Defendant’s exhibit No. 2, to the admittance of which plaintiff objected and now claims was offered solely for the purpose of prejudicing the jury against her, was “Physician’s Certificate in Proof of Death” executed, signed, and sworn to by plaintiff’s attending physician, and filed by plaintiff with the Industrial Commission, which we believe made the certificate material, competent and relevant.
Further it is observed that counsel for the respective parties stipulated:—
*323“Mr. Fleming: It is hereby stipulated by and between counsel for the claimant and counsel for the employer that what has been marked, for the purpose of identification as employer’s exhibit 2 is an original report made to the Industrial Commission of Ohio by Dr.
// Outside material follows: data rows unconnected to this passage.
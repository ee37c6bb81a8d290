//! In-memory object store
//!
//! Backs tests and the simulator binary. Every write stamps a fresh value of
//! a store-wide version counter, mirroring how an API server hands out
//! resource versions.

use super::{ObjectKind, ObjectStore, StoreError};
use crate::models::{Node, Pod, PodKey, PodPhase};
use async_trait::async_trait;
use chrono::Utc;
use dashmap::DashMap;
use std::sync::atomic::{AtomicU64, Ordering};
use tracing::debug;

/// Thread-safe store holding nodes and pods
#[derive(Debug, Default)]
pub struct InMemoryStore {
    nodes: DashMap<String, Node>,
    pods: DashMap<PodKey, Pod>,
    version: AtomicU64,
}

impl InMemoryStore {
    pub fn new() -> Self {
        Self::default()
    }

    fn next_version(&self) -> String {
        (self.version.fetch_add(1, Ordering::SeqCst) + 1).to_string()
    }

    /// Seed or overwrite a node, bypassing version checks
    pub fn insert_node(&self, mut node: Node) -> Node {
        node.metadata.resource_version = Some(self.next_version());
        node.metadata
            .creation_timestamp
            .get_or_insert_with(Utc::now);
        self.nodes.insert(node.metadata.name.clone(), node.clone());
        node
    }

    /// Seed or overwrite a pod
    pub fn insert_pod(&self, mut pod: Pod) -> Pod {
        pod.metadata.resource_version = Some(self.next_version());
        pod.metadata.creation_timestamp.get_or_insert_with(Utc::now);
        self.pods.insert(pod.key(), pod.clone());
        pod
    }

    pub fn node_count(&self) -> usize {
        self.nodes.len()
    }

    pub fn pod_count(&self) -> usize {
        self.pods.len()
    }
}

#[async_trait]
impl ObjectStore for InMemoryStore {
    async fn get_node(&self, name: &str) -> Result<Option<Node>, StoreError> {
        Ok(self.nodes.get(name).map(|entry| entry.clone()))
    }

    async fn update_node(&self, node: &Node) -> Result<Node, StoreError> {
        let name = node.name();
        let mut entry = self.nodes.get_mut(name).ok_or_else(|| StoreError::NotFound {
            kind: ObjectKind::Node,
            name: name.to_string(),
        })?;

        if let Some(expected) = &node.metadata.resource_version {
            let actual = entry.metadata.resource_version.clone().unwrap_or_default();
            if *expected != actual {
                return Err(StoreError::Conflict {
                    kind: ObjectKind::Node,
                    name: name.to_string(),
                    expected: expected.clone(),
                    actual,
                });
            }
        }

        let mut stored = node.clone();
        stored.metadata.resource_version = Some(self.next_version());
        stored.metadata.creation_timestamp = entry.metadata.creation_timestamp;
        *entry = stored.clone();

        debug!(node = %name, version = ?stored.metadata.resource_version, "Node updated");
        Ok(stored)
    }

    async fn list_nodes(&self) -> Result<Vec<Node>, StoreError> {
        let mut nodes: Vec<Node> = self.nodes.iter().map(|r| r.value().clone()).collect();
        nodes.sort_by(|a, b| a.metadata.name.cmp(&b.metadata.name));
        Ok(nodes)
    }

    async fn get_pod(&self, namespace: &str, name: &str) -> Result<Option<Pod>, StoreError> {
        Ok(self
            .pods
            .get(&PodKey::new(namespace, name))
            .map(|entry| entry.clone()))
    }

    async fn create_or_update_pod(&self, pod: &Pod) -> Result<Pod, StoreError> {
        let mut stored = pod.clone();
        stored.metadata.resource_version = Some(self.next_version());

        let mut entry = self.pods.entry(pod.key()).or_insert_with(|| {
            let mut created = pod.clone();
            created.metadata.creation_timestamp.get_or_insert_with(Utc::now);
            created
        });
        stored.metadata.creation_timestamp = entry.metadata.creation_timestamp;
        *entry = stored.clone();

        debug!(pod = %pod.key(), version = ?stored.metadata.resource_version, "Pod written");
        Ok(stored)
    }

    async fn delete_pod_binding(&self, namespace: &str, name: &str) -> Result<(), StoreError> {
        let key = PodKey::new(namespace, name);
        let mut entry = self.pods.get_mut(&key).ok_or_else(|| StoreError::NotFound {
            kind: ObjectKind::Pod,
            name: key.to_string(),
        })?;

        entry.spec.node_name = None;
        entry.status.bound_node = None;
        entry.status.phase = PodPhase::Pending;
        entry.metadata.resource_version = Some(self.next_version());

        debug!(pod = %key, "Pod binding cleared");
        Ok(())
    }

    async fn list_pods(&self) -> Result<Vec<Pod>, StoreError> {
        let mut pods: Vec<Pod> = self.pods.iter().map(|r| r.value().clone()).collect();
        pods.sort_by_key(Pod::key);
        Ok(pods)
    }
}

#[cfg(test)]
mod tests {
    use super::*;
    use crate::resources::{Quantity, ResourceList};

    fn test_node(name: &str) -> Node {
        let resources = ResourceList::new().with("cpu", Quantity::from_units(2));
        Node::new(name, resources.clone(), resources)
    }

    #[tokio::test]
    async fn test_insert_stamps_version_and_timestamp() {
        let store = InMemoryStore::new();

        let node = store.insert_node(test_node("node-a"));

        assert_eq!(node.metadata.resource_version.as_deref(), Some("1"));
        assert!(node.metadata.creation_timestamp.is_some());
        assert_eq!(store.get_node("node-a").await.unwrap(), Some(node));
        assert_eq!(store.get_node("missing").await.unwrap(), None);
    }

    #[tokio::test]
    async fn test_update_node_bumps_version() {
        let store = InMemoryStore::new();
        let mut node = store.insert_node(test_node("node-a"));

        node.status.allocatable = ResourceList::new().with("cpu", Quantity::from_milli(1500));
        let updated = store.update_node(&node).await.unwrap();

        assert_ne!(updated.metadata.resource_version, node.metadata.resource_version);
        assert_eq!(updated.metadata.creation_timestamp, node.metadata.creation_timestamp);
        let stored = store.get_node("node-a").await.unwrap().unwrap();
        assert_eq!(stored.status.allocatable.get("cpu"), Quantity::from_milli(1500));
    }

    #[tokio::test]
    async fn test_stale_node_update_conflicts() {
        let store = InMemoryStore::new();
        let stale = store.insert_node(test_node("node-a"));

        store.update_node(&stale).await.unwrap();
        let err = store.update_node(&stale).await.unwrap_err();

        assert!(err.is_conflict());
        assert!(matches!(
            err,
            StoreError::Conflict { ref expected, ref actual, .. } if expected == "1" && actual == "2"
        ));
    }

    #[tokio::test]
    async fn test_unversioned_update_is_unconditional() {
        let store = InMemoryStore::new();
        store.insert_node(test_node("node-a"));

        let mut blind = test_node("node-a");
        blind.metadata.resource_version = None;

        assert!(store.update_node(&blind).await.is_ok());
    }

    #[tokio::test]
    async fn test_update_missing_node_is_not_found() {
        let store = InMemoryStore::new();

        let err = store.update_node(&test_node("ghost")).await.unwrap_err();

        assert_eq!(
            err,
            StoreError::NotFound {
                kind: ObjectKind::Node,
                name: "ghost".to_string()
            }
        );
    }

    #[tokio::test]
    async fn test_pod_create_then_update_keeps_creation_time() {
        let store = InMemoryStore::new();
        let pod = Pod::new("default", "web").on_node("node-a");

        let created = store.create_or_update_pod(&pod).await.unwrap();
        let updated = store.create_or_update_pod(&created).await.unwrap();

        assert!(created.metadata.creation_timestamp.is_some());
        assert_eq!(updated.metadata.creation_timestamp, created.metadata.creation_timestamp);
        assert_ne!(updated.metadata.resource_version, created.metadata.resource_version);
        assert_eq!(store.pod_count(), 1);
    }

    #[test]
    fn test_delete_binding_keeps_pod_object() {
        let store = InMemoryStore::new();
        let mut pod = Pod::new("default", "web").on_node("node-a");
        pod.status.bound_node = Some("node-a".to_string());
        pod.status.phase = PodPhase::Running;
        store.insert_pod(pod);

        tokio_test::block_on(store.delete_pod_binding("default", "web")).unwrap();

        let stored = tokio_test::block_on(store.get_pod("default", "web"))
            .unwrap()
            .unwrap();
        assert_eq!(stored.node_name(), None);
        assert_eq!(stored.bound_node(), None);
        assert_eq!(stored.status.phase, PodPhase::Pending);
        assert_eq!(store.pod_count(), 1);
    }

    #[test]
    fn test_delete_binding_of_missing_pod() {
        let store = InMemoryStore::new();

        let err = tokio_test::block_on(store.delete_pod_binding("default", "ghost")).unwrap_err();

        assert!(matches!(err, StoreError::NotFound { kind: ObjectKind::Pod, .. }));
    }

    #[tokio::test]
    async fn test_lists_are_sorted() {
        let store = InMemoryStore::new();
        store.insert_node(test_node("node-b"));
        store.insert_node(test_node("node-a"));
        store.insert_pod(Pod::new("ns-b", "x"));
        store.insert_pod(Pod::new("ns-a", "y"));

        let nodes = store.list_nodes().await.unwrap();
        let pods = store.list_pods().await.unwrap();

        assert_eq!(nodes[0].name(), "node-a");
        assert_eq!(pods[0].key(), PodKey::new("ns-a", "y"));
        assert_eq!(store.node_count(), 2);
    }
}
E. E. Kirkwood which is entitled ‘Physician’s Certificate in Proof of Death,’ in connection with the case of Nathan E. Huckle.”
The record submitted to ■ us reveals no ground work was lain nor attempt made to lay any ground work to impeach the signature of the signer of the certificate, decedent’s attending physician.
Defendant’s counsel argues by brief that the exhibit was “offered for the purpose of showing that at the time Dr. Kirkwood signed the form he apparently had no present opinion as to the causal relationship between decedent’s death and an alleged injury; and for the further purpose of showing no history of the alleged injury.”
We find no error prejudicial to plaintiff committed by the trial judge in the admission of the exhibit in question, and having reviewed carefully the record submitted to us can not conclude, as we are urged by plaintiff to conclude, that the verdict of the jury and judgment of the trial judge entered thereon are against the manifest weight of the evidence or contrary to law.
The judgment of the court of common pleas is affirmed.
NICHOLS and GRIFFITH, JJ, concur in judgment.